Work instructions – The listing that follows should be copied in full, exactly as written.

The data –

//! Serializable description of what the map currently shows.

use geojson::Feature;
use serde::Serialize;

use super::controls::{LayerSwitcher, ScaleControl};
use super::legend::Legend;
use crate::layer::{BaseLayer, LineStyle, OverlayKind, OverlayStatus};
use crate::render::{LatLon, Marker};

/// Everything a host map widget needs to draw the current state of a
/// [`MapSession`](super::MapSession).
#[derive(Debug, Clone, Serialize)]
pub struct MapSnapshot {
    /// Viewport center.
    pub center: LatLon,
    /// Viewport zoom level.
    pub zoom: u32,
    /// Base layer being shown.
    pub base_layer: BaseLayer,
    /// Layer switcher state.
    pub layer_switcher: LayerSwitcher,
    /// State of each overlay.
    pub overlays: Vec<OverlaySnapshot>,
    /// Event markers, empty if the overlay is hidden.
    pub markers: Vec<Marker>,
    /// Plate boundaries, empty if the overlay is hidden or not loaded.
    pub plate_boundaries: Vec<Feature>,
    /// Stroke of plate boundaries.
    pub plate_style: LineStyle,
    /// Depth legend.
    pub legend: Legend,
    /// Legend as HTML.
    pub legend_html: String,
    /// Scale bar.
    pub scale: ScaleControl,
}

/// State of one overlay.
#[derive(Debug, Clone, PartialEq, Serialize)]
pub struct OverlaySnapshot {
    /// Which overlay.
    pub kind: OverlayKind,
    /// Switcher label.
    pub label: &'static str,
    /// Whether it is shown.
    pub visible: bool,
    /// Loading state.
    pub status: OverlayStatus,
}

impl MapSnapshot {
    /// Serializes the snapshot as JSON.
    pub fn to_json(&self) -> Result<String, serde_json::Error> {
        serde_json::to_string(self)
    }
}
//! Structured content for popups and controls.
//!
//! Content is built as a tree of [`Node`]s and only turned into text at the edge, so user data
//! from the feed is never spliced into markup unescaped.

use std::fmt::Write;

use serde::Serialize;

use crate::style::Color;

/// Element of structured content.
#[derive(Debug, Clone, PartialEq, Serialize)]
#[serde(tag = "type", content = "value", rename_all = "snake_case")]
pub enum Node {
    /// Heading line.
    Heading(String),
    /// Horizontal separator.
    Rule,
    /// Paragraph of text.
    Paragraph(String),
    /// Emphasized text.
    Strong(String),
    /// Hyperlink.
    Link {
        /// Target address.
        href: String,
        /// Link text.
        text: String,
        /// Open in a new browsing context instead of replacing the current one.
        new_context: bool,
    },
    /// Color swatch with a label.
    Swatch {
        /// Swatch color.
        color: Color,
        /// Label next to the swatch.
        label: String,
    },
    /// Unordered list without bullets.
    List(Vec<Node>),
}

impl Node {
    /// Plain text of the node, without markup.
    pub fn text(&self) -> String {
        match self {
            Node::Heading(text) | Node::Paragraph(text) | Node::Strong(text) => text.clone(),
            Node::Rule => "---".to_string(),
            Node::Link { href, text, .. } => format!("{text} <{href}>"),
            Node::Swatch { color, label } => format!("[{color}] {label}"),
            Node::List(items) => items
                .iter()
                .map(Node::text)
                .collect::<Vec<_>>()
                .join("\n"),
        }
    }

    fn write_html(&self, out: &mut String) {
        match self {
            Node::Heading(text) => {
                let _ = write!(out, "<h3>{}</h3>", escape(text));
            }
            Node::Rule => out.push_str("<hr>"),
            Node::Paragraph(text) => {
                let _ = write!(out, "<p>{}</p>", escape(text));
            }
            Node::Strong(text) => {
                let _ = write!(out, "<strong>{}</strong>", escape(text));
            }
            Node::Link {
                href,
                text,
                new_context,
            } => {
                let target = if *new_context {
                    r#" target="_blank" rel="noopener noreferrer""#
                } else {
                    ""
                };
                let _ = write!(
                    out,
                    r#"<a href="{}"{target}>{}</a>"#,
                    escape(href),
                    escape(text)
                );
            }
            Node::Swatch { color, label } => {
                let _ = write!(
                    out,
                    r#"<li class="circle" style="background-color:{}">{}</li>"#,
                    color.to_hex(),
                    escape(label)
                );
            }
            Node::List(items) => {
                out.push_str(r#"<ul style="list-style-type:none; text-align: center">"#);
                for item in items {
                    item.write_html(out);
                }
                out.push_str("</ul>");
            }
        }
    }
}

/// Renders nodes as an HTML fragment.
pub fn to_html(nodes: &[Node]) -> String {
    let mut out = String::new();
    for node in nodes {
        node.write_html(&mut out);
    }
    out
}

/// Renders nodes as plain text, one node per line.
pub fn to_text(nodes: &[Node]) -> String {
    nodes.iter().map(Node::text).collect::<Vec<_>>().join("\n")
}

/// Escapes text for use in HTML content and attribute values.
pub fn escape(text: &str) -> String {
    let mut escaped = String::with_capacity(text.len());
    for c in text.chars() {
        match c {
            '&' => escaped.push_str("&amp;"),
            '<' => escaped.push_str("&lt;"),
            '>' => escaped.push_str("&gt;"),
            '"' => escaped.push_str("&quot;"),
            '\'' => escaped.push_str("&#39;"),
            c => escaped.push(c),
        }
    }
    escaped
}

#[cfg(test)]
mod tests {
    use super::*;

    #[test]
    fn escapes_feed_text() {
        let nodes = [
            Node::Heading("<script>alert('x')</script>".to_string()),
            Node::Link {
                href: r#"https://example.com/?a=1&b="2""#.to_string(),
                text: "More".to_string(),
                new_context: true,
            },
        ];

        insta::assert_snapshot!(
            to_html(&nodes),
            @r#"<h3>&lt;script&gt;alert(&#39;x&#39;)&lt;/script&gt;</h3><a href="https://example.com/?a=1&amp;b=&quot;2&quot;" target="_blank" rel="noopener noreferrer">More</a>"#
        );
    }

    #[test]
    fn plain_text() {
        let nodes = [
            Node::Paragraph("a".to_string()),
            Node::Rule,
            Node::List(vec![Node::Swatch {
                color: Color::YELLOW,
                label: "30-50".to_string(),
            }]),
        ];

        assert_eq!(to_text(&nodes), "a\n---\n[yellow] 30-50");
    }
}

Answer to this task –
//! Serializable description of what the map currently shows.

use geojson::Feature;
use serde::Serialize;

use super::controls::{LayerSwitcher, ScaleControl};
use super::legend::Legend;
use crate::layer::{BaseLayer, LineStyle, OverlayKind, OverlayStatus};
use crate::render::{LatLon, Marker};

/// Everything a host map widget needs to draw the current state of a
/// [`MapSession`](super::MapSession).
#[derive(Debug, Clone, Serialize)]
pub struct MapSnapshot {
    /// Viewport center.
    pub center: LatLon,
    /// Viewport zoom level.
    pub zoom: u32,
    /// Base layer being shown.
    pub base_layer: BaseLayer,
    /// Layer switcher state.
    pub layer_switcher: LayerSwitcher,
    /// State of each overlay.
    pub overlays: Vec<OverlaySnapshot>,
    /// Event markers, empty if the overlay is hidden.
    pub markers: Vec<Marker>,
    /// Plate boundaries, empty if the overlay is hidden or not loaded.
    pub plate_boundaries: Vec<Feature>,
    /// Stroke of plate boundaries.
    pub plate_style: LineStyle,
    /// Depth legend.
    pub legend: Legend,
    /// Legend as HTML.
    pub legend_html: String,
    /// Scale bar.
    pub scale: ScaleControl,
}

/// State of one overlay.
#[derive(Debug, Clone, PartialEq, Serialize)]
pub struct OverlaySnapshot {
    /// Which overlay.
    pub kind: OverlayKind,
    /// Switcher label.
    pub label: &'static str,
    /// Whether it is shown.
    pub visible: bool,
    /// Loading state.
    pub status: OverlayStatus,
}

impl MapSnapshot {
    /// Serializes the snapshot as JSON.
    pub fn to_json(&self) -> Result<String, serde_json::Error> {
        serde_json::to_string(self)
    }
}
//! Structured content for popups and controls.
//!
//! Content is built as a tree of [`Node`]s and only turned into text at the edge, so user data
//! from the feed is never spliced into markup unescaped.

use std::fmt::Write;

use serde::Serialize;

use crate::style::Color;

/// Element of structured content.
#[derive(Debug, Clone, PartialEq, Serialize)]
#[serde(tag = "type", content = "value", rename_all = "snake_case")]
pub enum Node {
    /// Heading line.
    Heading(String),
    /// Horizontal separator.
    Rule,
    /// Paragraph of text.
    Paragraph(String),
    /// Emphasized text.
    Strong(String),
    /// Hyperlink.
    Link {
        /// Target address.
        href: String,
        /// Link text.
        text: String,
        /// Open in a new browsing context instead of replacing the current one.
        new_context: bool,
    },
    /// Color swatch with a label.
    Swatch {
        /// Swatch color.
        color: Color,
        /// Label next to the swatch.
        label: String,
    },
    /// Unordered list without bullets.
    List(Vec<Node>),
}

impl Node {
    /// Plain text of the node, without markup.
    pub fn text(&self) -> String {
        match self {
            Node::Heading(text) | Node::Paragraph(text) | Node::Strong(text) => text.clone(),
            Node::Rule => "---".to_string(),
            Node::Link { href, text, .. } => format!("{text} <{href}>"),
            Node::Swatch { color, label } => format!("[{color}] {label}"),
            Node::List(items) => items
                .iter()
                .map(Node::text)
                .collect::<Vec<_>>()
                .join("\n"),
        }
    }

    fn write_html(&self, out: &mut String) {
        match self {
            Node::Heading(text) => {
                let _ = write!(out, "<h3>{}</h3>", escape(text));
            }
            Node::Rule => out.push_str("<hr>"),
            Node::Paragraph(text) => {
                let _ = write!(out, "<p>{}</p>", escape(text));
            }
            Node::Strong(text) => {
                let _ = write!(out, "<strong>{}</strong>", escape(text));
            }
            Node::Link {
                href,
                text,
                new_context,
            } => {
                let target = if *new_context {
                    r#" target="_blank" rel="noopener noreferrer""#
                } else {
                    ""
                };
                let _ = write!(
                    out,
                    r#"<a href="{}"{target}>{}</a>"#,
                    escape(href),
                    escape(text)
                );
            }
            Node::Swatch { color, label } => {
                let _ = write!(
                    out,
                    r#"<li class="circle" style="background-color:{}">{}</li>"#,
                    color.to_hex(),
                    escape(label)
                );
            }
            Node::List(items) => {
                out.push_str(r#"<ul style="list-style-type:none; text-align: center">"#);
                for item in items {
                    item.write_html(out);
                }
                out.push_str("</ul>");
            }
        }
    }
}

/// Renders nodes as an HTML fragment.
pub fn to_html(nodes: &[Node]) -> String {
    let mut out = String::new();
    for node in nodes {
        node.write_html(&mut out);
    }
    out
}

/// Renders nodes as plain text, one node per line.
pub fn to_text(nodes: &[Node]) -> String {
    nodes.iter().map(Node::text).collect::<Vec<_>>().join("\n")
}

/// Escapes text for use in HTML content and attribute values.
pub fn escape(text: &str) -> String {
    let mut escaped = String::with_capacity(text.len());
    for c in text.chars() {
        match c {
            '&' => escaped.push_str("&amp;"),
            '<' => escaped.push_str("&lt;"),
            '>' => escaped.push_str("&gt;"),
            '"' => escaped.push_str("&quot;"),
            '\'' => escaped.push_str("&#39;"),
            c => escaped.push(c),
        }
    }
    escaped
}

#[cfg(test)]
mod tests {
    use super::*;

    #[test]
    fn escapes_feed_text() {
        let nodes = [
            Node::Heading("<script>alert('x')</script>".to_string()),
            Node::Link {
                href: r#"https://example.com/?a=1&b="2""#.to_string(),
                text: "More".to_string(),
                new_context: true,
            },
        ];

        insta::assert_snapshot!(
            to_html(&nodes),
            @r#"<h3>&lt;script&gt;alert(&#39;x&#39;)&lt;/script&gt;</h3><a href="https://example.com/?a=1&amp;b=&quot;2&quot;" target="_blank" rel="noopener noreferrer">More</a>"#
        );
    }

    #[test]
    fn plain_text() {
        let nodes = [
            Node::Paragraph("a".to_string()),
            Node::Rule,
            Node::List(vec![Node::Swatch {
                color: Color::YELLOW,
                label: "30-50".to_string(),
            }]),
        ];

        assert_eq!(to_text(&nodes), "a\n---\n[yellow] 30-50");
    }
}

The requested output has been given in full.